Again and again the miracle of the morning…the sun and the trees. The world is just like a snow flower: take it in your hand and it melts away. Nothing is left, just a wet hand. But if you see, just see, then a snow flower is as beautiful as any flower in the world. And this miracle happens every morning, every afternoon, every evening, every night, twenty-four hours, day in, day out…the miracle. And people go to worship God in temples, churches, mosques and synagogues. The world must be full of fools – sorry, not fools but idiots, incurable, suffering from such retardedness. Has one to go to a temple to search for God? Is he not here and now?

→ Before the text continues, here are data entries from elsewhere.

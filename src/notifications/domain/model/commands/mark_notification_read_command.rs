use uuid::Uuid;

use crate::iam_integration::domain::model::entities::principal::Principal;

#[derive(Clone, Debug)]
pub struct MarkNotificationReadCommand {
    principal: Principal,
    notification_id: Uuid,
}

impl MarkNotificationReadCommand {
    pub fn new(principal: Principal, notification_id: Uuid) -> Self {
        Self {
            principal,
            notification_id,
        }
    }

    pub fn principal(&self) -> &Principal {
        &self.principal
    }

    pub fn notification_id(&self) -> Uuid {
        self.notification_id
    }
}
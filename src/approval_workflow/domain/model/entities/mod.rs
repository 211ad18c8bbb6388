pub mod approval_record;
use chrono::{DateTime, Utc};
use std::str::FromStr;
use uuid::Uuid;

use crate::{
    event_management::domain::model::{
        enums::event_type::EventType,
        value_objects::{event_details::EventDetails, event_name::EventName},
    },
    iam_integration::domain::model::{
        entities::principal::Principal, value_objects::principal_id::PrincipalId,
    },
    shared::domain::model::enums::workflow_domain_error::WorkflowDomainError,
};

/// Partial edit of a PENDING event. Absent fields keep their stored value.
#[derive(Clone, Debug)]
pub struct UpdateEventCommand {
    principal: Principal,
    event_id: Uuid,
    name: Option<EventName>,
    event_type: Option<EventType>,
    description: Option<String>,
    expected_participants: Option<i32>,
    scheduled_at: Option<DateTime<Utc>>,
    coordinator_id: Option<PrincipalId>,
}

impl UpdateEventCommand {
    #[allow(clippy::too_many_arguments)]
    pub fn new(
        principal: Principal,
        event_id: Uuid,
        name: Option<String>,
        event_type: Option<&str>,
        description: Option<String>,
        expected_participants: Option<i32>,
        scheduled_at: Option<&str>,
        coordinator_id: Option<&str>,
    ) -> Result<Self, WorkflowDomainError> {
        let scheduled_at = scheduled_at
            .map(|raw| {
                DateTime::parse_from_rfc3339(raw.trim())
                    .map(|parsed| parsed.with_timezone(&Utc))
                    .map_err(|_| {
                        WorkflowDomainError::InvalidInput(
                            "scheduled_at must be an RFC 3339 timestamp".to_string(),
                        )
                    })
            })
            .transpose()?;

        let coordinator_id = coordinator_id
            .map(PrincipalId::new)
            .transpose()
            .map_err(WorkflowDomainError::InvalidInput)?;

        let command = Self {
            principal,
            event_id,
            name: name.map(EventName::new).transpose()?,
            event_type: event_type.map(EventType::from_str).transpose()?,
            description,
            expected_participants,
            scheduled_at,
            coordinator_id,
        };

        if command.is_empty() {
            return Err(WorkflowDomainError::InvalidInput(
                "update must change at least one field".to_string(),
            ));
        }

        Ok(command)
    }

    fn is_empty(&self) -> bool {
        self.name.is_none()
            && self.event_type.is_none()
            && self.description.is_none()
            && self.expected_participants.is_none()
            && self.scheduled_at.is_none()
            && self.coordinator_id.is_none()
    }

    /// Overlays the supplied fields on `current`.
    pub fn merge_into(&self, current: &EventDetails) -> Result<EventDetails, WorkflowDomainError> {
        EventDetails::new(
            self.name.clone().unwrap_or_else(|| current.name().clone()),
            self.event_type.unwrap_or(current.event_type()),
            self.description
                .clone()
                .or_else(|| current.description().map(str::to_string)),
            self.expected_participants.or(current.expected_participants()),
            self.scheduled_at.or(current.scheduled_at()),
        )
    }

    pub fn principal(&self) -> &Principal {
        &self.principal
    }

    pub fn event_id(&self) -> Uuid {
        self.event_id
    }

    pub fn coordinator_id(&self) -> Option<PrincipalId> {
        self.coordinator_id
    }
}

The very idea of search is idiotic. One searches for that which is far away, and God is so close, closer than your own heartbeat. When I see the miracle every moment I am amazed how it is possible. Such creativity! It is possible only because there is no creator. If there were a creator you would have the same Monday every Monday, because the creator created the world in six days, then was finished with it. There is no creator, but only creative energy – energy in millions of forms, melting, meeting, appearing, disappearing, coming together and departing.

That is why I say the priest is the farthest away from the truth, and a poet, the closest. Of course the poet has not attained it either. Only the mystic attains it…. Attain is not the right word: he becomes it, or rather he finds that he has always been it.

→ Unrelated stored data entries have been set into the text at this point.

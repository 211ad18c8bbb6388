pub mod acl;
pub mod command_services;
pub mod query_services;
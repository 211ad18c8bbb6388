pub mod postgres_pool;
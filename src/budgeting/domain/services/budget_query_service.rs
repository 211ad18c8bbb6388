use async_trait::async_trait;

use crate::{
    budgeting::domain::model::{
        entities::budget_category::BudgetCategory, queries::get_budget_query::GetBudgetQuery,
        value_objects::budget_summary::BudgetSummary,
    },
    shared::domain::model::enums::workflow_domain_error::WorkflowDomainError,
};

#[async_trait]
pub trait BudgetQueryService: Send + Sync {
    async fn handle_get_summary(
        &self,
        query: GetBudgetQuery,
    ) -> Result<BudgetSummary, WorkflowDomainError>;

    fn list_categories(&self) -> Vec<BudgetCategory>;
}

People ask me, “Do you believe in astrology, in religion…in this, in that?” I don’t believe in anything at all, because I know. That reminds me of the story I was telling you the other day…. The old astrologer came. My grandfather could not believe his eyes. The astrologer was so famous that even kings would have been surprised if he had visited their palace; and he came to my old grandfather’s house. It has to be called a house, but it was nothing much, just made of mud walls, not even a separate bathroom. He visited us and I immediately became a friend to the old man.

Looking into his eyes, although I was only seven, and I could not read a word…but I could read his eyes – they don’t need your three Rs. I said to the astrologer, “It is strange that you traveled so far just to make my birth chart.”

Varanasi in those days, and even now, is far away from that small village. The old man said, “I had promised, and a promise has to be fulfilled.” The way he said “a promise has to be fulfilled” thrilled me. Here was an alive man!

I said to him, “If you have come to fulfill your promise, then I can predict your future.”

He said, “What! You can predict my future?”